> [What needs to be done]:
From the line below that contains "let mut line = match" to the line that contains "let stub = match", repeat every line exactly, both ends included, and nothing else.
*** Opening of Data to process ***
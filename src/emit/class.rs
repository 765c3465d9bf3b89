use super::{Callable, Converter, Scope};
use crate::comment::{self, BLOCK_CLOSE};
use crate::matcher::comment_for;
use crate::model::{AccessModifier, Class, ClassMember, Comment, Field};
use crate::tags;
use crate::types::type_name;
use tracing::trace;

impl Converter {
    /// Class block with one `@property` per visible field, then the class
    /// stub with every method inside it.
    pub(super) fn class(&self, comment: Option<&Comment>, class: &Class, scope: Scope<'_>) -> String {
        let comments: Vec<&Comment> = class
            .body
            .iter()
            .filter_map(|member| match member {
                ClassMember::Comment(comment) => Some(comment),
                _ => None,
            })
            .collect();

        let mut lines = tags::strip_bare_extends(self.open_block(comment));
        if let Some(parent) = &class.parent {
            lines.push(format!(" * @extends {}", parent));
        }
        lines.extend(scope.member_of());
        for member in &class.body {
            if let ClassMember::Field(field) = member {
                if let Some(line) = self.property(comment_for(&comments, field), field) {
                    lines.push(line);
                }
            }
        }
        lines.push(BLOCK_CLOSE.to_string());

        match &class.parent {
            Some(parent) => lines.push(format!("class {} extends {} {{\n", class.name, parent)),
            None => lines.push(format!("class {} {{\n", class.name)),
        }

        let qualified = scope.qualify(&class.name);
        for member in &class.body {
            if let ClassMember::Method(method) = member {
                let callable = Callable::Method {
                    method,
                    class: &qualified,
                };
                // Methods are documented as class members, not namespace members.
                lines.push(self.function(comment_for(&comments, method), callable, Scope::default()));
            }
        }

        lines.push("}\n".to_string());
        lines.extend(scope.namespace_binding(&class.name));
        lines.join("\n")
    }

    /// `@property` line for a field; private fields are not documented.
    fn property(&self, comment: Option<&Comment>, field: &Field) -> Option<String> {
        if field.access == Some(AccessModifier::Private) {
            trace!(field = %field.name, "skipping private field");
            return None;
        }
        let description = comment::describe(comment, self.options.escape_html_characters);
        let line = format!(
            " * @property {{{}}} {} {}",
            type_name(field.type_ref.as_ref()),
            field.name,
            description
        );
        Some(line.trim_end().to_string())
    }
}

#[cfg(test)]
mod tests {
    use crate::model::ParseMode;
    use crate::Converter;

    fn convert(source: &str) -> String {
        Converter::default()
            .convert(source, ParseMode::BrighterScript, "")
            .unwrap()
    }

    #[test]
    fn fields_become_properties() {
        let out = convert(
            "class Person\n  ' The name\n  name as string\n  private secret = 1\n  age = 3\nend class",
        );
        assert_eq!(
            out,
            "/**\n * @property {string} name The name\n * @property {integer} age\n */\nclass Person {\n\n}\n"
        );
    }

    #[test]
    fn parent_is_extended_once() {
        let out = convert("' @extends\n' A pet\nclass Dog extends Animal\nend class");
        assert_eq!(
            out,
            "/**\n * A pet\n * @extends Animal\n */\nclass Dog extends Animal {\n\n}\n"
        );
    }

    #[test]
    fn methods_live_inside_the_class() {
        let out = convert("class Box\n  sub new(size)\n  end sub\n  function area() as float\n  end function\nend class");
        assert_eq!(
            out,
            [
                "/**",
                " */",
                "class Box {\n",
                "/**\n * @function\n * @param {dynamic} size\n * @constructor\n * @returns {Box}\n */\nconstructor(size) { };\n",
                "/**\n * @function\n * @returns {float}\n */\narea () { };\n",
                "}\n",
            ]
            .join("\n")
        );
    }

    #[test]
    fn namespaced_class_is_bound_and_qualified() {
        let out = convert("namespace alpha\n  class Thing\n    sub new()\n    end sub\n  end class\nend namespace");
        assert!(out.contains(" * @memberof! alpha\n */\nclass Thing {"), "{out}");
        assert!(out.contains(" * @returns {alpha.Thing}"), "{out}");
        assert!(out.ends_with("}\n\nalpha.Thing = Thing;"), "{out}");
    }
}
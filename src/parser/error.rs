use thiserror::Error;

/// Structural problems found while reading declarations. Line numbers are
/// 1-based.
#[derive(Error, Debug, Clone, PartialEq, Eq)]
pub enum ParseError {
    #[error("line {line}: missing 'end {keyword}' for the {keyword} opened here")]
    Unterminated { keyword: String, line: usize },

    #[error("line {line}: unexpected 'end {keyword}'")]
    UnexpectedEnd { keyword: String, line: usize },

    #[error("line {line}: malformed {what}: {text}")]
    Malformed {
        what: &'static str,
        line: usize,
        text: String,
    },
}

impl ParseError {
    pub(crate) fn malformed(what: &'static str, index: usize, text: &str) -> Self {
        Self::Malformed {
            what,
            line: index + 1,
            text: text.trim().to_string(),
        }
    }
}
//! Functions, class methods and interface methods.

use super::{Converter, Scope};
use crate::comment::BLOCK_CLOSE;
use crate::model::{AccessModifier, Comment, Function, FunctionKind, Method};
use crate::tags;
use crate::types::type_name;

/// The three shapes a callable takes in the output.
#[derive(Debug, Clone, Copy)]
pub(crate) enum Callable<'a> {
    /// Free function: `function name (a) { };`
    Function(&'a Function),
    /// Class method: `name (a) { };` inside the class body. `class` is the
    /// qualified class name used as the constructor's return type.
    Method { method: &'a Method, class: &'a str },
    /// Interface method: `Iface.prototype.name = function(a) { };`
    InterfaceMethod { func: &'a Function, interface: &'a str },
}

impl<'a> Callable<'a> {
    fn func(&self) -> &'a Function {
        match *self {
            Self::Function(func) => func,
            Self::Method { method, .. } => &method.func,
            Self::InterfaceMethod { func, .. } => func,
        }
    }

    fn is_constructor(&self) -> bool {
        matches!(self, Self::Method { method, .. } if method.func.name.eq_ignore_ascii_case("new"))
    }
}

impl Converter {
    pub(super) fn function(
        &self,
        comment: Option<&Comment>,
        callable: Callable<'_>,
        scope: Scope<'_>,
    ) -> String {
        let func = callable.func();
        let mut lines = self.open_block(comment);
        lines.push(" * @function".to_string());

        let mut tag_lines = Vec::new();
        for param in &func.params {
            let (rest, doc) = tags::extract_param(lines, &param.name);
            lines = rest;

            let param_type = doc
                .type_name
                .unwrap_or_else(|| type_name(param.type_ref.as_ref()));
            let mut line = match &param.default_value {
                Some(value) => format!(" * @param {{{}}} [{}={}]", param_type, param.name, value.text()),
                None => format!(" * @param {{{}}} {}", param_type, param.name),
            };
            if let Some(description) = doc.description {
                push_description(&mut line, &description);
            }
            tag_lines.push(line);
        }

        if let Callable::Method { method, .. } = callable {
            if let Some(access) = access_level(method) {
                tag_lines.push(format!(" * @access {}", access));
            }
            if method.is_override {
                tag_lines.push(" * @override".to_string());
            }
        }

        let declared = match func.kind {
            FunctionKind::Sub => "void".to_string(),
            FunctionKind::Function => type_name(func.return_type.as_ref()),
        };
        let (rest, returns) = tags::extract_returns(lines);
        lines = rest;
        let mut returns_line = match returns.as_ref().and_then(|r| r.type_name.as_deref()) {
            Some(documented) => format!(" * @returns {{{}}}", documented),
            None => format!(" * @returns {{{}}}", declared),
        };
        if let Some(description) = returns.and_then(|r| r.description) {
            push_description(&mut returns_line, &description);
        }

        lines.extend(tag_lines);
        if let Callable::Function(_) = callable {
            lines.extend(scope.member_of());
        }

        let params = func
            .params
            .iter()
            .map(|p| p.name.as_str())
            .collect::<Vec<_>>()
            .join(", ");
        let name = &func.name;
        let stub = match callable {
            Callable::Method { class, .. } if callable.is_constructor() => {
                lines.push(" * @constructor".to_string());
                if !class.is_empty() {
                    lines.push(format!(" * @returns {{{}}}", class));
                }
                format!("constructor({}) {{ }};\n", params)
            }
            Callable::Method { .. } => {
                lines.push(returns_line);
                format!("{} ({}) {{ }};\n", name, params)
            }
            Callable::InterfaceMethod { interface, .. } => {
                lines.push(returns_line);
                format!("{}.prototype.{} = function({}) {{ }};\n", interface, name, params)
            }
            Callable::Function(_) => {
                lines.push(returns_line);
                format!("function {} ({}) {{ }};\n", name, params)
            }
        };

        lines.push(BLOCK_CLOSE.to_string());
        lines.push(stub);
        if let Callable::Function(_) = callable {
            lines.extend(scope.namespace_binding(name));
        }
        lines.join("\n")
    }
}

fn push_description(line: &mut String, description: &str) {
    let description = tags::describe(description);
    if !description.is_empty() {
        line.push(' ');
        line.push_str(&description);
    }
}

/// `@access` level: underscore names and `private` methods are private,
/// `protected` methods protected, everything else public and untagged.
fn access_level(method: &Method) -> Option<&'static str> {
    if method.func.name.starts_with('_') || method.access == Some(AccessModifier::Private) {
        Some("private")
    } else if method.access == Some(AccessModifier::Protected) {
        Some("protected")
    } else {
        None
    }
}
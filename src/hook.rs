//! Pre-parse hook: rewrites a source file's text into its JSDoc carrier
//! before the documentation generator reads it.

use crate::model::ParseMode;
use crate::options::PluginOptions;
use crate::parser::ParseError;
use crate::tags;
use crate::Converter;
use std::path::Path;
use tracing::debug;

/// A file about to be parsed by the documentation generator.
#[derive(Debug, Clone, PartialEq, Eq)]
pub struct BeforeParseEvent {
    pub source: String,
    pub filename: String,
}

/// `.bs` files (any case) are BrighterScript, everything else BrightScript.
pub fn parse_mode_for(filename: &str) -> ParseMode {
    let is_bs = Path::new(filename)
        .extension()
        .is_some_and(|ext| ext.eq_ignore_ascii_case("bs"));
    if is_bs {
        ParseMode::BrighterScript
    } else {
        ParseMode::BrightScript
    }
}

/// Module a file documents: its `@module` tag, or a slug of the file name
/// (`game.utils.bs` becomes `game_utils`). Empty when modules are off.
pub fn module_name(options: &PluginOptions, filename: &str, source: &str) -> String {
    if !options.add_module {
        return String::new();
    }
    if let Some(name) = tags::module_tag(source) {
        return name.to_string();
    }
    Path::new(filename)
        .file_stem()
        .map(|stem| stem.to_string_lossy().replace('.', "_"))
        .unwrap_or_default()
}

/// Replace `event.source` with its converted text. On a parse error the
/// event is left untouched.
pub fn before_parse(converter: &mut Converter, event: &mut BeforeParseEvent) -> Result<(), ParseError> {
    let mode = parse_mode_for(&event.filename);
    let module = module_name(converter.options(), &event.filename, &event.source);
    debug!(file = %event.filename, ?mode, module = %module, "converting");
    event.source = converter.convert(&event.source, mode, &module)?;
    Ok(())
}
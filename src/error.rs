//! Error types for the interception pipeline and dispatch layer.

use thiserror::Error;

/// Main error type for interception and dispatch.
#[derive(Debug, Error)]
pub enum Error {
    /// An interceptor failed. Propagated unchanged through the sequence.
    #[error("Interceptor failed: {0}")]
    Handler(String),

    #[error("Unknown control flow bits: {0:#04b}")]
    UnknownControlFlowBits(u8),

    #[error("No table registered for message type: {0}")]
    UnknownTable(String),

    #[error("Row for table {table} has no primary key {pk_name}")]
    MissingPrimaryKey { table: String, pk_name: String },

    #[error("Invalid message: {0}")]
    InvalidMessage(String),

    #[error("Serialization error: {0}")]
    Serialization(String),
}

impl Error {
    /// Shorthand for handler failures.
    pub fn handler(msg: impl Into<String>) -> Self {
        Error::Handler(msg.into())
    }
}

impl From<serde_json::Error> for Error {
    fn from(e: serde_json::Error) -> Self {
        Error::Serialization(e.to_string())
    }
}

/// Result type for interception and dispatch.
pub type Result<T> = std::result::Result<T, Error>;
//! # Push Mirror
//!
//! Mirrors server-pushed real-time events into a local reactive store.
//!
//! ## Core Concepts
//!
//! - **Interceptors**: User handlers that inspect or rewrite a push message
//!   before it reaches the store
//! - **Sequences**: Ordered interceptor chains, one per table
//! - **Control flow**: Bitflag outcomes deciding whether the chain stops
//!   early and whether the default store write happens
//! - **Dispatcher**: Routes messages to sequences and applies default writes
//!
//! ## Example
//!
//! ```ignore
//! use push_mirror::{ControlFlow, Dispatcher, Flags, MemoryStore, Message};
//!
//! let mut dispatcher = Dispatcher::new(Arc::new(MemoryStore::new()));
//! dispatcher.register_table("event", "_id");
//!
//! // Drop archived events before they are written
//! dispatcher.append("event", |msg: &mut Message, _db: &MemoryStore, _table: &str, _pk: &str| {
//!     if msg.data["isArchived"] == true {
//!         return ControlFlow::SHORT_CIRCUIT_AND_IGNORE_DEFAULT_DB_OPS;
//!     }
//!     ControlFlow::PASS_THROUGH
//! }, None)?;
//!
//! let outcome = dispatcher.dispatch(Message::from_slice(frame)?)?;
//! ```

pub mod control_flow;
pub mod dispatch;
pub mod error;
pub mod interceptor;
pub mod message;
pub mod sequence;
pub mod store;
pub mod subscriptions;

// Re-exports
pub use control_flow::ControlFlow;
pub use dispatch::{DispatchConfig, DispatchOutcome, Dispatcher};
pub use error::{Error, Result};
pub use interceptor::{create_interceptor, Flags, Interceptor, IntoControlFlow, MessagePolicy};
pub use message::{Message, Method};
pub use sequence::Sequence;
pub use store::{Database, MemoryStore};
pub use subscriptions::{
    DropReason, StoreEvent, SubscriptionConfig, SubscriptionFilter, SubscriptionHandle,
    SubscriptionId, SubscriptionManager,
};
*** Close of Data to process ***
> [Answer section]:
            let mut line = match &param.default_value {
                Some(value) => format!(" * @param {{{}}} [{}={}]", param_type, param.name, value.text()),
                None => format!(" * @param {{{}}} {}", param_type, param.name),
            };
            if let Some(description) = doc.description {
                push_description(&mut line, &description);
            }
            tag_lines.push(line);
        }

        if let Callable::Method { method, .. } = callable {
            if let Some(access) = access_level(method) {
                tag_lines.push(format!(" * @access {}", access));
            }
            if method.is_override {
                tag_lines.push(" * @override".to_string());
            }
        }

        let declared = match func.kind {
            FunctionKind::Sub => "void".to_string(),
            FunctionKind::Function => type_name(func.return_type.as_ref()),
        };
        let (rest, returns) = tags::extract_returns(lines);
        lines = rest;
        let mut returns_line = match returns.as_ref().and_then(|r| r.type_name.as_deref()) {
            Some(documented) => format!(" * @returns {{{}}}", documented),
            None => format!(" * @returns {{{}}}", declared),
        };
        if let Some(description) = returns.and_then(|r| r.description) {
            push_description(&mut returns_line, &description);
        }

        lines.extend(tag_lines);
        if let Callable::Function(_) = callable {
            lines.extend(scope.member_of());
        }

        let params = func
            .params
            .iter()
            .map(|p| p.name.as_str())
            .collect::<Vec<_>>()
            .join(", ");
        let name = &func.name;
        let stub = match callable {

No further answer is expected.